Three dull regional WA locations are among scenes evoked by this synaesthesia , as are two interstate dull regional places (Bowen and Mackay). A good proportion of the places evoked are places that I have visited only once. All of the scenes evoked are very specific, scenes that one could see by looking in one direction while standing in one place. These are not the concepts of places or street names, they are actual visual scenes. The places evoked are not as uniformly dull or depressing as I had expected them to be. Some quite pleasant locations in Fremantle are evoked.

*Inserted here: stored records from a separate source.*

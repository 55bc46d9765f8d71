use thiserror::Error;

#[derive(Debug, Error)]
pub enum KHiveSDKError {
    /// 网络传输错误（请求未到达服务端）
    #[error("Transport error: {0}")]
    Transport(String),
    /// 服务端拒绝（非 2xx 状态码）
    #[error("Server error [{status}]: {message}")]
    Server { status: u16, message: String },
    /// 响应解析失败
    #[error("Serialization error: {0}")]
    Serialization(String),
    /// 认证错误（401 / 令牌失效）
    #[error("Authentication error: {0}")]
    Auth(String),
    #[error("Not found: {0}")]
    NotFound(String),
    #[error("Invalid input: {0}")]
    InvalidInput(String),
    #[error("Invalid operation: {0}")]
    InvalidOperation(String),
    /// 配置错误
    #[error("Config error: {0}")]
    Config(String),
    /// 未初始化错误
    #[error("Not initialized: {0}")]
    NotInitialized(String),
    #[error("Other error: {0}")]
    Other(String),
}

impl From<serde_json::Error> for KHiveSDKError {
    fn from(error: serde_json::Error) -> Self {
        KHiveSDKError::Serialization(error.to_string())
    }
}

impl From<reqwest::Error> for KHiveSDKError {
    fn from(error: reqwest::Error) -> Self {
        if error.is_decode() {
            KHiveSDKError::Serialization(error.to_string())
        } else {
            KHiveSDKError::Transport(error.to_string())
        }
    }
}

impl KHiveSDKError {
    /// 判断是否应触发变更回滚
    ///
    /// 传输失败、服务端拒绝、响应格式错误在同步器眼中是同一类结果：
    /// 远端确认没有发生，本地投影必须回滚。
    pub fn is_mutation_failure(&self) -> bool {
        matches!(
            self,
            KHiveSDKError::Transport(_)
                | KHiveSDKError::Server { .. }
                | KHiveSDKError::Serialization(_)
                | KHiveSDKError::Auth(_)
        )
    }

    /// 获取服务端状态码（如果这是一个服务端错误）
    pub fn server_status(&self) -> Option<u16> {
        match self {
            KHiveSDKError::Server { status, .. } => Some(*status),
            _ => None,
        }
    }
}

pub type Result<T> = std::result::Result<T, KHiveSDKError>;
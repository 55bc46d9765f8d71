//! 帖子端点封装（/post）

use std::sync::Arc;

use crate::error::Result;
use crate::http_client::ApiClient;
use crate::models::{Confirmation, NewPost, Page, Post, PostUpdate, SortKind, VoteCounts, VoteDirection};

/// 帖子 API
#[derive(Debug, Clone)]
pub struct PostsApi {
    http: Arc<ApiClient>,
}

impl PostsApi {
    pub fn new(http: Arc<ApiClient>) -> Self {
        Self { http }
    }

    /// 获取帖子列表（GET /post?page&sort&limit）
    pub async fn get_all_posts(&self, page: u32, sort: SortKind, limit: u32) -> Result<Page<Post>> {
        self.http
            .get_json(
                "/post",
                &[
                    ("page", page.to_string()),
                    ("sort", sort.as_str().to_string()),
                    ("limit", limit.to_string()),
                ],
            )
            .await
    }

    /// 获取单个帖子（GET /post/{id}）
    pub async fn get_post(&self, post_id: &str) -> Result<Post> {
        self.http
            .get_json(&format!("/post/{}", post_id), &[])
            .await
    }

    /// 获取某用户的帖子（GET /post/user/{userId}）
    pub async fn get_posts_by_user(&self, user_id: &str) -> Result<Page<Post>> {
        self.http
            .get_json(&format!("/post/user/{}", user_id), &[])
            .await
    }

    /// 搜索帖子（GET /post/search?q&page）
    pub async fn search_posts(&self, query: &str, page: u32) -> Result<Page<Post>> {
        self.http
            .get_json(
                "/post/search",
                &[("q", query.to_string()), ("page", page.to_string())],
            )
            .await
    }

    /// 创建帖子（POST /post）
    pub async fn create_post(&self, new_post: &NewPost) -> Result<Post> {
        self.http.post_json("/post", new_post).await
    }

    /// 更新帖子（PUT /post/{id}）
    pub async fn update_post(&self, post_id: &str, update: &PostUpdate) -> Result<Post> {
        self.http
            .put_json(&format!("/post/{}", post_id), update)
            .await
    }

    /// 删除帖子（DELETE /post/{id}）
    pub async fn delete_post(&self, post_id: &str) -> Result<Confirmation> {
        self.http
            .delete_json(&format!("/post/{}", post_id))
            .await
    }

    /// 投票（POST /post/{id}/upvote | /post/{id}/downvote）
    pub async fn vote_post(&self, post_id: &str, direction: VoteDirection) -> Result<VoteCounts> {
        self.http
            .post_empty(&format!("/post/{}/{}", post_id, direction.as_str()))
            .await
    }
}
#[cfg(test)]
mod tests {
    use super::*;
    use crate::models::SortKind;

    fn comment(id: &str, upvotes: u32) -> Comment {
        Comment {
            comment_id: id.to_string(),
            post_id: "42".to_string(),
            parent_comment_id: None,
            content: format!("评论 {}", id),
            is_edited: false,
            upvotes,
            downvotes: 0,
            my_vote: None,
            author_id: "u1".to_string(),
            created_at: None,
        }
    }

    fn comment_page_key(post_id: &str) -> QueryKey {
        QueryKey::Comments {
            post_id: post_id.to_string(),
            page: 1,
            limit: 20,
        }
    }

    #[test]
    fn test_write_and_get() {
        let cache = QueryCache::new(CacheConfig::default());
        let key = comment_page_key("42");
        let payload = CachePayload::CommentPage(Page::from_data(vec![comment("c1", 3)]));

        cache.write_entry(key.clone(), payload.clone());

        let (got, freshness) = cache.get(&key).unwrap();
        assert_eq!(got, payload);
        assert_eq!(freshness, Freshness::Fresh);
    }

    #[test]
    fn test_mark_stale_does_not_drop_payload() {
        let cache = QueryCache::new(CacheConfig::default());
        let key = comment_page_key("42");
        let payload = CachePayload::CommentPage(Page::from_data(vec![comment("c1", 3)]));
        cache.write_entry(key.clone(), payload.clone());

        cache.mark_stale(&key);

        // 标脏只影响新鲜度，负载原样保留
        let (got, freshness) = cache.get(&key).unwrap();
        assert_eq!(got, payload);
        assert_eq!(freshness, Freshness::Stale);
    }

    #[test]
    fn test_stale_time_expiry() {
        // 新鲜期为 0：写入后立刻过期
        let cache = QueryCache::new(CacheConfig {
            posts_stale_secs: 0,
            comments_stale_secs: 0,
            user_stale_secs: 0,
        });
        let key = comment_page_key("42");
        cache.write_entry(
            key.clone(),
            CachePayload::CommentPage(Page::from_data(vec![])),
        );

        let (_, freshness) = cache.get(&key).unwrap();
        assert_eq!(freshness, Freshness::Stale);
    }

    #[test]
    fn test_cancelled_fetch_is_dropped() {
        let cache = QueryCache::new(CacheConfig::default());
        let key = comment_page_key("42");
        cache.write_entry(
            key.clone(),
            CachePayload::CommentPage(Page::from_data(vec![comment("c1", 3)])),
        );

        // 后台刷新已出发，随后一个变更取消了等待
        let ticket = cache.begin_fetch(&key);
        cache.cancel_pending_refetch(&[QueryKind::Comments]);

        let written = cache.complete_fetch(
            ticket,
            CachePayload::CommentPage(Page::from_data(vec![comment("c1", 999)])),
        );
        assert!(!written);

        // 缓存仍是变更前（乐观）内容，没有被过期响应覆盖
        let (payload, _) = cache.get(&key).unwrap();
        match payload {
            CachePayload::CommentPage(page) => assert_eq!(page.data[0].upvotes, 3),
            other => panic!("unexpected payload: {:?}", other),
        }
    }

    #[test]
    fn test_direct_write_invalidates_inflight_fetch() {
        let cache = QueryCache::new(CacheConfig::default());
        let key = comment_page_key("42");

        // 刷新先出发，随后一次权威写入（如更新接口的响应体）落地
        let ticket = cache.begin_fetch(&key);
        cache.write_entry(
            key.clone(),
            CachePayload::CommentPage(Page::from_data(vec![comment("c1", 9)])),
        );

        // 更早的刷新这时才落定：必须被丢弃
        let written = cache.complete_fetch(
            ticket,
            CachePayload::CommentPage(Page::from_data(vec![comment("c1", 1)])),
        );
        assert!(!written);

        let (payload, _) = cache.get(&key).unwrap();
        match payload {
            CachePayload::CommentPage(page) => assert_eq!(page.data[0].upvotes, 9),
            other => panic!("unexpected payload: {:?}", other),
        }
    }

    #[test]
    fn test_remove_invalidates_inflight_fetch() {
        let cache = QueryCache::new(CacheConfig::default());
        let key = comment_page_key("42");
        cache.write_entry(
            key.clone(),
            CachePayload::CommentPage(Page::from_data(vec![comment("c1", 3)])),
        );

        let ticket = cache.begin_fetch(&key);
        cache.remove(&key);

        let written = cache.complete_fetch(
            ticket,
            CachePayload::CommentPage(Page::from_data(vec![comment("c1", 3)])),
        );
        assert!(!written);
        assert!(cache.get(&key).is_none());
    }

    #[test]
    fn test_fetch_without_cancel_writes() {
        let cache = QueryCache::new(CacheConfig::default());
        let key = comment_page_key("42");

        let ticket = cache.begin_fetch(&key);
        let written = cache.complete_fetch(
            ticket,
            CachePayload::CommentPage(Page::from_data(vec![comment("c1", 7)])),
        );
        assert!(written);
        assert!(cache.get(&key).is_some());
    }

    #[test]
    fn test_delete_decrements_total() {
        let mut page = Page::from_data(vec![comment("c1", 3), comment("c2", 0)]);
        page.pagination = Some(crate::models::Pagination {
            page: 1,
            limit: 20,
            total: 2,
            total_pages: Some(1),
        });
        let mut payload = CachePayload::CommentPage(page);

        let touched = payload.apply_delta("c1", &MutationDelta::Delete);
        assert!(touched);

        match payload {
            CachePayload::CommentPage(page) => {
                assert_eq!(page.data.len(), 1);
                assert_eq!(page.data[0].comment_id, "c2");
                assert_eq!(page.pagination.unwrap().total, 1);
            }
            other => panic!("unexpected payload: {:?}", other),
        }
    }

    #[test]
    fn test_vote_delta_on_post_detail() {
        let mut payload = CachePayload::PostDetail(Post {
            post_id: "p1".to_string(),
            title: "标题".to_string(),
            content: "正文".to_string(),
            author_id: "u1".to_string(),
            upvotes: 10,
            downvotes: 2,
            my_vote: None,
            comment_count: 0,
            is_edited: false,
            media_url: None,
            created_at: None,
        });

        let touched = payload.apply_delta(
            "p1",
            &MutationDelta::Vote {
                direction: VoteDirection::Downvote,
            },
        );
        assert!(touched);
        match payload {
            CachePayload::PostDetail(post) => {
                assert_eq!(post.upvotes, 10);
                assert_eq!(post.downvotes, 3);
            }
            other => panic!("unexpected payload: {:?}", other),
        }
    }

    #[test]
    fn test_read_entries_filters_by_kind() {
        let cache = QueryCache::new(CacheConfig::default());
        cache.write_entry(
            comment_page_key("42"),
            CachePayload::CommentPage(Page::from_data(vec![])),
        );
        cache.write_entry(
            QueryKey::Posts {
                page: 1,
                sort: SortKind::New,
                limit: 10,
            },
            CachePayload::PostPage(Page::from_data(vec![])),
        );

        let comments = cache.read_entries(&[QueryKind::Comments, QueryKind::Replies]);
        assert_eq!(comments.len(), 1);
        assert_eq!(comments[0].0.kind(), QueryKind::Comments);
    }

    #[test]
    fn test_clear_and_stats() {
        let cache = QueryCache::new(CacheConfig::default());
        cache.write_entry(
            comment_page_key("42"),
            CachePayload::CommentPage(Page::from_data(vec![])),
        );
        cache.mark_stale_kinds(&[QueryKind::Comments]);

        let stats = cache.stats();
        assert_eq!(stats.entry_count, 1);
        assert_eq!(stats.stale_count, 1);

        cache.clear();
        assert_eq!(cache.stats().entry_count, 0);
    }
}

Scenes that are NOT evoked include my own past or present homes, shopping centres that I currently shop at, homes of close family members that I have visited regularly, the high schools that I attended (my high school years were a stressful time in my life), any of the past or present homes of my best friend (who I have been in contact with since early childhood), or the best places in WA, Perth or interstate that I have visited. Clearly there is a pattern in the type of places that are and are not evoked by this phenomenon. This phenomenon does not evoke visual memories of places that I am or have been keen to revisit, or places that I have revisited frequently, or places that I presently anticipate revisiting often. Clearly there is an important area of the brain that encodes these place memories that is not connected at all with this phenomenon. Clearly I have place memories stored in two different and separate parts of the brain, one operating like the stack of a library, the other operating like the main lending shelves of a library. Clearly there is some process by which my visual memories of places are sorted into two different categories. A recently published journal paper titled Sleep selectively enhances memory expected to be of future relevance indicates that a person’s expectations about memories can affect the way those memories are stored in the brain (Wilhelm et al 2011). It appears that sleep selectively enhances some other specific types of memories, so clearly “memories aint memories”.

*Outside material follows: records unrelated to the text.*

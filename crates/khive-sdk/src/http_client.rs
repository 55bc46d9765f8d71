//! HTTP 客户端模块 - REST API 访问
//!
//! 本模块提供 JSON 请求的统一入口，使用 reqwest 作为底层 HTTP 客户端。
//! 支持 Bearer 令牌注入、401 会话过期处理和 multipart 上传。
//!
//! 错误归类（供同步器的回滚路径使用）：
//! - 请求未到达服务端 → `Transport`
//! - 非 2xx 状态码 → `Server`
//! - 响应体解析失败 → `Serialization`

use std::sync::{Arc, RwLock};
use std::time::Duration;

use reqwest::{multipart, Client, Method, StatusCode};
use serde::de::DeserializeOwned;
use serde::Serialize;
use tracing::{debug, error, info};

use crate::error::{KHiveSDKError, Result};
use crate::events::{unix_now, EventManager, SDKEvent};
use crate::sdk::HttpClientConfig;

/// REST API 客户端
#[derive(Debug)]
pub struct ApiClient {
    client: Client,
    base_url: String,
    /// 当前访问令牌；401 时清除
    token: Arc<RwLock<Option<String>>>,
    events: EventManager,
}

impl ApiClient {
    /// 创建新的 API 客户端
    pub fn new(
        config: &HttpClientConfig,
        base_url: impl Into<String>,
        events: EventManager,
    ) -> Result<Self> {
        let mut builder = Client::builder().user_agent(crate::version::USER_AGENT);

        if let Some(timeout) = config.connect_timeout_secs {
            builder = builder.connect_timeout(Duration::from_secs(timeout));
        }

        if let Some(timeout) = config.request_timeout_secs {
            builder = builder.timeout(Duration::from_secs(timeout));
        }

        let client = builder
            .build()
            .map_err(|e| KHiveSDKError::Other(format!("创建 HTTP 客户端失败: {}", e)))?;

        let base_url = base_url.into().trim_end_matches('/').to_string();
        info!("✅ HTTP 客户端已创建 (base_url: {})", base_url);

        Ok(Self {
            client,
            base_url,
            token: Arc::new(RwLock::new(None)),
            events,
        })
    }

    /// 设置访问令牌（登录成功后由宿主应用注入）
    pub fn set_token(&self, token: impl Into<String>) {
        *self.token.write().unwrap() = Some(token.into());
    }

    /// 清除访问令牌
    pub fn clear_token(&self) {
        *self.token.write().unwrap() = None;
    }

    /// 当前是否持有令牌
    pub fn has_token(&self) -> bool {
        self.token.read().unwrap().is_some()
    }

    /// API 基础地址
    pub fn base_url(&self) -> &str {
        &self.base_url
    }

    /// 拼接完整请求地址
    pub fn url(&self, path: &str) -> String {
        format!("{}{}", self.base_url, path)
    }

    fn bearer(&self) -> Option<String> {
        self.token.read().unwrap().clone()
    }

    async fn send<B: Serialize>(
        &self,
        method: Method,
        path: &str,
        query: &[(&str, String)],
        body: Option<&B>,
    ) -> Result<reqwest::Response> {
        let url = self.url(path);
        let mut request = self.client.request(method.clone(), &url);

        if !query.is_empty() {
            request = request.query(query);
        }
        if let Some(token) = self.bearer() {
            request = request.bearer_auth(token);
        }
        if let Some(body) = body {
            request = request.json(body);
        }

        debug!("{} {}", method, url);

        let response = request
            .send()
            .await
            .map_err(|e| KHiveSDKError::Transport(format!("请求发送失败: {}", e)))?;

        self.check_status(response).await
    }

    async fn check_status(&self, response: reqwest::Response) -> Result<reqwest::Response> {
        let status = response.status();

        if status == StatusCode::UNAUTHORIZED {
            // 令牌失效：清除本地令牌并广播会话过期，由宿主应用决定后续动作
            self.clear_token();
            self.events.emit(SDKEvent::SessionExpired {
                timestamp: unix_now(),
            });
            return Err(KHiveSDKError::Auth("会话已过期 (HTTP 401)".to_string()));
        }

        if !status.is_success() {
            let message = response
                .text()
                .await
                .unwrap_or_else(|_| "无法读取错误信息".to_string());
            error!("❌ 请求失败，HTTP 状态码: {}, 错误: {}", status, message);
            return Err(KHiveSDKError::Server {
                status: status.as_u16(),
                message,
            });
        }

        Ok(response)
    }

    async fn parse_json<T: DeserializeOwned>(response: reqwest::Response) -> Result<T> {
        response
            .json()
            .await
            .map_err(|e| KHiveSDKError::Serialization(format!("解析响应失败: {}", e)))
    }

    /// GET 请求，响应按 JSON 解析
    pub async fn get_json<T: DeserializeOwned>(
        &self,
        path: &str,
        query: &[(&str, String)],
    ) -> Result<T> {
        let response = self.send::<()>(Method::GET, path, query, None).await?;
        Self::parse_json(response).await
    }

    /// POST JSON 请求体
    pub async fn post_json<T: DeserializeOwned, B: Serialize>(
        &self,
        path: &str,
        body: &B,
    ) -> Result<T> {
        let response = self.send(Method::POST, path, &[], Some(body)).await?;
        Self::parse_json(response).await
    }

    /// 无请求体的 POST（投票、登出等动作接口）
    pub async fn post_empty<T: DeserializeOwned>(&self, path: &str) -> Result<T> {
        let response = self.send::<()>(Method::POST, path, &[], None).await?;
        Self::parse_json(response).await
    }

    /// PUT JSON 请求体
    pub async fn put_json<T: DeserializeOwned, B: Serialize>(
        &self,
        path: &str,
        body: &B,
    ) -> Result<T> {
        let response = self.send(Method::PUT, path, &[], Some(body)).await?;
        Self::parse_json(response).await
    }

    /// DELETE 请求
    pub async fn delete_json<T: DeserializeOwned>(&self, path: &str) -> Result<T> {
        let response = self.send::<()>(Method::DELETE, path, &[], None).await?;
        Self::parse_json(response).await
    }

    /// 向绝对地址上传 multipart 表单（上传地址由服务端签发，不走 base_url）
    pub async fn post_multipart_abs<T: DeserializeOwned>(
        &self,
        upload_url: &str,
        form: multipart::Form,
        upload_token: Option<&str>,
    ) -> Result<T> {
        let mut request = self.client.post(upload_url).multipart(form);
        if let Some(token) = upload_token {
            request = request.header("X-Upload-Token", token);
        }
        if let Some(token) = self.bearer() {
            request = request.bearer_auth(token);
        }

        let response = request
            .send()
            .await
            .map_err(|e| KHiveSDKError::Transport(format!("上传失败: {}", e)))?;
        let response = self.check_status(response).await?;
        Self::parse_json(response).await
    }
}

Interstate places that I visited when I was touring with a boyfriend many years ago are not evoked by this synaesthesia, while some interstate places that I visited alone during that same period are evoked. Why the difference? Perhaps my BF at the time was a distraction from properly looking at and encoding visual memories of these places in the Eastern States. I tend to think the reason why these memories are absent is the same reason why my memories of high school are not evoked by this synaesthesia.
Discussion
I believe that the total number of observed pairings (sixty-nine) shows that this is a real phenomenon. I know that I am not intentionally thinking of places while I do household chores, and this automatic visualizing of scenes appears to be not driven by any logical train of thought, because for most pairings there is no logical link. For a couple of pairs of chores and scenes there are apparent conceptual links, but for most there is no apparent logical or temporal link between the chore trigger and the visual scene.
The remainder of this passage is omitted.